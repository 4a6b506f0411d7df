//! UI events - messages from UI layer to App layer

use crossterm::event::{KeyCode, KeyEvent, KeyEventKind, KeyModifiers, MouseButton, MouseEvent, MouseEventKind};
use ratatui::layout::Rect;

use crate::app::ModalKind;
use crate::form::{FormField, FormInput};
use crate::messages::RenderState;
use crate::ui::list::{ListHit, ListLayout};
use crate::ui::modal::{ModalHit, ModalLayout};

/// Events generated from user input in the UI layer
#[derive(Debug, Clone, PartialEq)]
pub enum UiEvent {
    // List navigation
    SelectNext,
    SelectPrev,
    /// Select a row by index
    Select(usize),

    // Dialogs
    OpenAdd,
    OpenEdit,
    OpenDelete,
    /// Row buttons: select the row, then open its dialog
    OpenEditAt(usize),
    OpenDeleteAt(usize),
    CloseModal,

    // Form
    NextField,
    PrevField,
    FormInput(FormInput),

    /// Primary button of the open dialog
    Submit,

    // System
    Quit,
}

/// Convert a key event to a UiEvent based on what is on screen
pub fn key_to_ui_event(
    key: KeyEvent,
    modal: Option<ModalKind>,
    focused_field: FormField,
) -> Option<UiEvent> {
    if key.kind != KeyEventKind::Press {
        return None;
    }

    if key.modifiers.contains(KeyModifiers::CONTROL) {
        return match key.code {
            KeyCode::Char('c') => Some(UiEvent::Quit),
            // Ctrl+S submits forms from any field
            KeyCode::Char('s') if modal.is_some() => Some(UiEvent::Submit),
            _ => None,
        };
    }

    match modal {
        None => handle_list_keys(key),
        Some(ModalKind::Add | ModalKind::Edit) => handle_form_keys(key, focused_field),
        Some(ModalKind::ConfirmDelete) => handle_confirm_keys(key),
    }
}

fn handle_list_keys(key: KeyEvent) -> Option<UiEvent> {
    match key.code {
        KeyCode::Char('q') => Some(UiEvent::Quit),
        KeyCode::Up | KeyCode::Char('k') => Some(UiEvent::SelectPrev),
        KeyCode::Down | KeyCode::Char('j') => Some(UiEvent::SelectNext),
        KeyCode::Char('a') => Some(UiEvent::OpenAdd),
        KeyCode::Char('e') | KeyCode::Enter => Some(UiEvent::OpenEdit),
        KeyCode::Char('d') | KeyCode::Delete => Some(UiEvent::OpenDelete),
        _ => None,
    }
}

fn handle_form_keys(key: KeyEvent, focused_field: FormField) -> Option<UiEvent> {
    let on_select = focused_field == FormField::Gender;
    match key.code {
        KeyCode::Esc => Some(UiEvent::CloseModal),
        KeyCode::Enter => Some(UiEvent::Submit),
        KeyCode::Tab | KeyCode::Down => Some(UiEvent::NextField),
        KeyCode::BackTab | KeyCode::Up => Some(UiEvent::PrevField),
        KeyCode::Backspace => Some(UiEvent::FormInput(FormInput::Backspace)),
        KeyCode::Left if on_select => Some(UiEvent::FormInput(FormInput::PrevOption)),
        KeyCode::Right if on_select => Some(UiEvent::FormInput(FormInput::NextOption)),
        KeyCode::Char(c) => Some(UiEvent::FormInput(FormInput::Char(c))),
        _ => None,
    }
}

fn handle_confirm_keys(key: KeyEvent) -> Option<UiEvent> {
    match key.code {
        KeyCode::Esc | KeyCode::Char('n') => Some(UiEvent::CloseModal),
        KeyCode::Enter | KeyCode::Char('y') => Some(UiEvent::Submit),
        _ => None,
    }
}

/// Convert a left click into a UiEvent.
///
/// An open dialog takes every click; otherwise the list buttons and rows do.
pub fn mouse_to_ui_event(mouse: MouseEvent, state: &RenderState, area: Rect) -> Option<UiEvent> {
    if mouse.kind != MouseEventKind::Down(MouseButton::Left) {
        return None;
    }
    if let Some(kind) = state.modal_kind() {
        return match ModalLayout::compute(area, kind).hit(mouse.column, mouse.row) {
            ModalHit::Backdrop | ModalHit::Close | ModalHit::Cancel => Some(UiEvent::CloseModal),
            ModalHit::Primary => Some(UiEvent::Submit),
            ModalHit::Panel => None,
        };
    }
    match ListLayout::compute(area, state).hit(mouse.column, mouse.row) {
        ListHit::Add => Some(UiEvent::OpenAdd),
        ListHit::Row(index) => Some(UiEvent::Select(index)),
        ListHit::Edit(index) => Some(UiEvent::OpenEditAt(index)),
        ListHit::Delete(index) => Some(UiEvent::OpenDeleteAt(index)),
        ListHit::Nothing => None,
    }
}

------------------------------------------------

■ **WHAT TO PRODUCE**: Output only the lines from the one that contains "ModalLayout::compute(area, kind).hit(mouse.column, mouse.row)" through the last line of the data above, each restated exactly.

■ **ANSWER TO THIS TASK**:
        return match ModalLayout::compute(area, kind).hit(mouse.column, mouse.row) {
            ModalHit::Backdrop | ModalHit::Close | ModalHit::Cancel => Some(UiEvent::CloseModal),
            ModalHit::Primary => Some(UiEvent::Submit),
            ModalHit::Panel => None,
        };
    }
    match ListLayout::compute(area, state).hit(mouse.column, mouse.row) {
        ListHit::Add => Some(UiEvent::OpenAdd),
        ListHit::Row(index) => Some(UiEvent::Select(index)),
        ListHit::Edit(index) => Some(UiEvent::OpenEditAt(index)),
        ListHit::Delete(index) => Some(UiEvent::OpenDeleteAt(index)),
        ListHit::Nothing => None,
    }
}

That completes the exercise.